Premature Ovarian Failure Overview
A common gynecological endocrine disease
Premature ovarian failure is a common gynecological endocrine disease characterized by the loss of ovarian function in women below 40 years.
Also called primary ovarian insufficiency or early menopause, most often premature ovarian failure (POF) is a non-reversible pathology leading to infertility.
Normally, ovaries produce hormones and eggs until the early fifties, when they stop working and most women enter menopause. However, phenomena such as the dysfunction and the depletion of follicles (the cellular aggregates in the ovaries secreting hormones that influence the menstrual cycle) lead to POF, whose prevalence is 1/250 in women under 35 years and 1/100 in women under 40 years; the consequent loss of ovarian reserve (the number of follicles remaining in a woman’s ovaries) increases the risk of infertility, severely affecting women both physically and mentally.

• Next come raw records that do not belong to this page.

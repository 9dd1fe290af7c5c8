use chrono::{DateTime, Local, Utc};
use serde::Serialize;

use crate::models::MetricPoint;

pub const DRIFT_PSI: &str = "drift_psi";
pub const RISK_SCORE: &str = "risk_score";

/// One chart-ready point.
#[derive(Debug, Clone, PartialEq, Serialize)]
pub struct SeriesPoint {
    pub time: String,
    pub value: f64,
    pub name: String,
}

impl From<&MetricPoint> for SeriesPoint {
    fn from(point: &MetricPoint) -> Self {
        Self {
            time: format_local_time(&point.timestamp),
            value: point.value,
            name: point.entity_name.clone(),
        }
    }
}

/// Wall-clock time in the local zone, `HH:MM:SS`.
pub fn format_local_time(ts: &DateTime<Utc>) -> String {
    ts.with_timezone(&Local).format("%H:%M:%S").to_string()
}

/// Points for `metric_name`, oldest first.
///
/// The backend returns metrics newest first, so the matching records are
/// walked back to front. The iterator borrows `metrics` and can be cloned to
/// restart it.
pub fn series<'a>(
    metrics: &'a [MetricPoint],
    metric_name: &'a str,
) -> impl Iterator<Item = SeriesPoint> + Clone + 'a {
    metrics
        .iter()
        .rev()
        .filter(move |point| point.metric_name == metric_name)
        .map(SeriesPoint::from)
}
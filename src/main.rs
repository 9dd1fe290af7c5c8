use std::sync::Arc;

use observability_dashboard::{
    api::view::{self, ViewState},
    client::HttpBackend,
    config::DashboardConfig,
    logging, metrics,
    summary::DashboardSummary,
    Poller,
};
use tracing::{error, info};

#[tokio::main]
async fn main() {
    let config = match DashboardConfig::from_env() {
        Ok(config) => config,
        Err(e) => {
            eprintln!("{}", e);
            std::process::exit(1);
        }
    };

    if let Err(e) = logging::init_logger(config.log_format) {
        eprintln!("{}", e);
        std::process::exit(1);
    }

    // Initialize metrics
    metrics::init_metrics();

    let backend = match HttpBackend::new(&config) {
        Ok(backend) => backend,
        Err(e) => {
            error!("{}", e);
            std::process::exit(1);
        }
    };

    info!(api_url = %config.api_url, "Polling observability API");
    let poller = Poller::new(Arc::new(backend));
    if let Err(e) = poller.start(config.refresh_interval) {
        error!("{}", e);
        std::process::exit(1);
    }

    let mut updates = poller.subscribe();
    tokio::spawn(async move {
        while updates.changed().await.is_ok() {
            let summary = DashboardSummary::from_snapshot(&updates.borrow_and_update().snapshot);
            info!(
                total_requests = summary.total_requests,
                active_alerts = summary.active_alerts,
                avg_llm_cost = %summary.avg_llm_cost,
                drift_detection = summary.drift_detection,
                "Dashboard refreshed"
            );
        }
    });

    let state = ViewState {
        dashboard: poller.subscribe(),
    };
    let shutdown = async {
        if let Err(e) = tokio::signal::ctrl_c().await {
            error!("Failed to listen for shutdown signal: {}", e);
        }
    };

    if let Err(e) = view::start_view_server(&config.bind_addr(), state, shutdown).await {
        error!("{}", e);
    }

    poller.stop().await;
}
#![allow(dead_code)]

use std::time::Duration;

use observability_dashboard::{
    client::{create_client, HttpBackend},
    config::FetchLimits,
};
use reqwest::Url;
use serde_json::{json, Value};
use wiremock::MockServer;

pub fn backend_for(server: &MockServer) -> HttpBackend {
    let client = create_client(Duration::from_secs(2)).expect("client");
    let base = Url::parse(&server.uri()).expect("mock server uri");
    HttpBackend::with_client(client, &base, FetchLimits::default())
}

pub fn metrics_body() -> Value {
    // Newest first, as the API orders by timestamp desc.
    json!([
        {
            "timestamp": "2024-01-01T00:10:00.000000",
            "entity_name": "fraud-model",
            "metric_name": "drift_psi",
            "value": 0.31
        },
        {
            "timestamp": "2024-01-01T00:05:00.000000",
            "entity_name": "fraud-model",
            "metric_name": "risk_score",
            "value": 0.72
        },
        {
            "timestamp": "2024-01-01T00:00:00.000000",
            "entity_name": "fraud-model",
            "metric_name": "drift_psi",
            "value": 0.12
        }
    ])
}

pub fn alerts_body() -> Value {
    json!([
        {
            "timestamp": "2024-01-01T00:10:01",
            "severity": "high",
            "message": "PSI 0.31 exceeds threshold for fraud-model",
            "resolved": false
        }
    ])
}

pub fn llm_logs_body() -> Value {
    json!([
        {
            "id": "0b9d2c4e-5a7f-4f3e-9e61-2d3c4b5a6f70",
            "application_name": "support-bot",
            "prompt": "Where is my order?",
            "response": "It shipped yesterday.",
            "latency_ms": 812,
            "tokens_used": 143,
            "cost_usd": 0.00286,
            "timestamp": "2024-01-01T00:09:30.120000"
        }
    ])
}
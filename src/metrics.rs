use lazy_static::lazy_static;
use prometheus::{
    register_histogram, register_int_counter, register_int_counter_vec, register_int_gauge_vec,
    Encoder, Histogram, IntCounter, IntCounterVec, IntGaugeVec, TextEncoder,
};
use std::time::Instant;

use crate::{client::Resource, error::FetchError, Result};

lazy_static! {
    // Poll loop metrics
    pub static ref REFRESH_CYCLES: IntCounter = register_int_counter!(
        "dashboard_refresh_cycles_total",
        "Total number of refresh cycles that settled"
    ).unwrap();

    pub static ref REFRESH_SKIPPED: IntCounter = register_int_counter!(
        "dashboard_refresh_skipped_total",
        "Refreshes skipped because another cycle was in flight"
    ).unwrap();

    pub static ref REFRESH_DURATION: Histogram = register_histogram!(
        "dashboard_refresh_duration_seconds",
        "Time for all three fetches of a cycle to settle",
        vec![0.01, 0.05, 0.1, 0.5, 1.0, 2.0, 5.0, 10.0]
    ).unwrap();

    // Per-resource metrics
    pub static ref FETCH_FAILURES: IntCounterVec = register_int_counter_vec!(
        "dashboard_fetch_failures_total",
        "Fetches that left the previous slice in place",
        &["resource", "kind"]
    ).unwrap();

    pub static ref SNAPSHOT_RECORDS: IntGaugeVec = register_int_gauge_vec!(
        "dashboard_snapshot_records",
        "Records currently held per snapshot slice",
        &["resource"]
    ).unwrap();
}

pub fn init_metrics() {
    for resource in Resource::ALL {
        SNAPSHOT_RECORDS.with_label_values(&[resource.label()]).set(0);
    }
}

pub struct RefreshTimer {
    start: Instant,
}

impl RefreshTimer {
    pub fn new() -> Self {
        Self {
            start: Instant::now(),
        }
    }
}

impl Default for RefreshTimer {
    fn default() -> Self {
        Self::new()
    }
}

impl Drop for RefreshTimer {
    fn drop(&mut self) {
        REFRESH_DURATION.observe(self.start.elapsed().as_secs_f64());
    }
}

pub fn record_cycle() {
    REFRESH_CYCLES.inc();
}

pub fn record_skipped() {
    REFRESH_SKIPPED.inc();
}

pub fn record_fetch_failure(resource: Resource, err: &FetchError) {
    FETCH_FAILURES
        .with_label_values(&[resource.label(), err.kind()])
        .inc();
}

pub fn set_snapshot_records(resource: Resource, count: usize) {
    SNAPSHOT_RECORDS
        .with_label_values(&[resource.label()])
        .set(count as i64);
}

/// Renders every registered collector in the Prometheus text format.
pub fn gather_text() -> Result<String> {
    let encoder = TextEncoder::new();
    let mut buffer = Vec::new();
    encoder.encode(&prometheus::gather(), &mut buffer)?;
    String::from_utf8(buffer).map_err(|e| crate::DashboardError::Internal(e.to_string()))
}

In fact, premature ovarian failure diagnosis often comes unexpected, leaving women emotionally overwhelmed. Their self-esteem can be reduced, while anxiety, shyness, and symptoms of depression are around the corner.
The trend in women suffering from POF
Premature ovarian failure is the cause of 10-28% of cases of primary amenorrhea (lack of menses by the age of 16 years) and 4-18% of cases of secondary amenorrhea (menses interruption lasting at least 6 months). The trend in women suffering from this condition is increasing due to the effects of multiple factors, among which the wide use of chemotherapy plays a significant role.
Based on its mode of action, this condition can be classified as either spontaneous or consequent to an insult, such as chemotherapy or surgery. Often, the former type of premature ovarian failure is not easy to identify; that is why delay in diagnosis is common. In contrast, the latter is almost always anticipated, and interventions against hormones deficiency symptoms and long-term consequences can be initiated prior to the POF-promoting insult.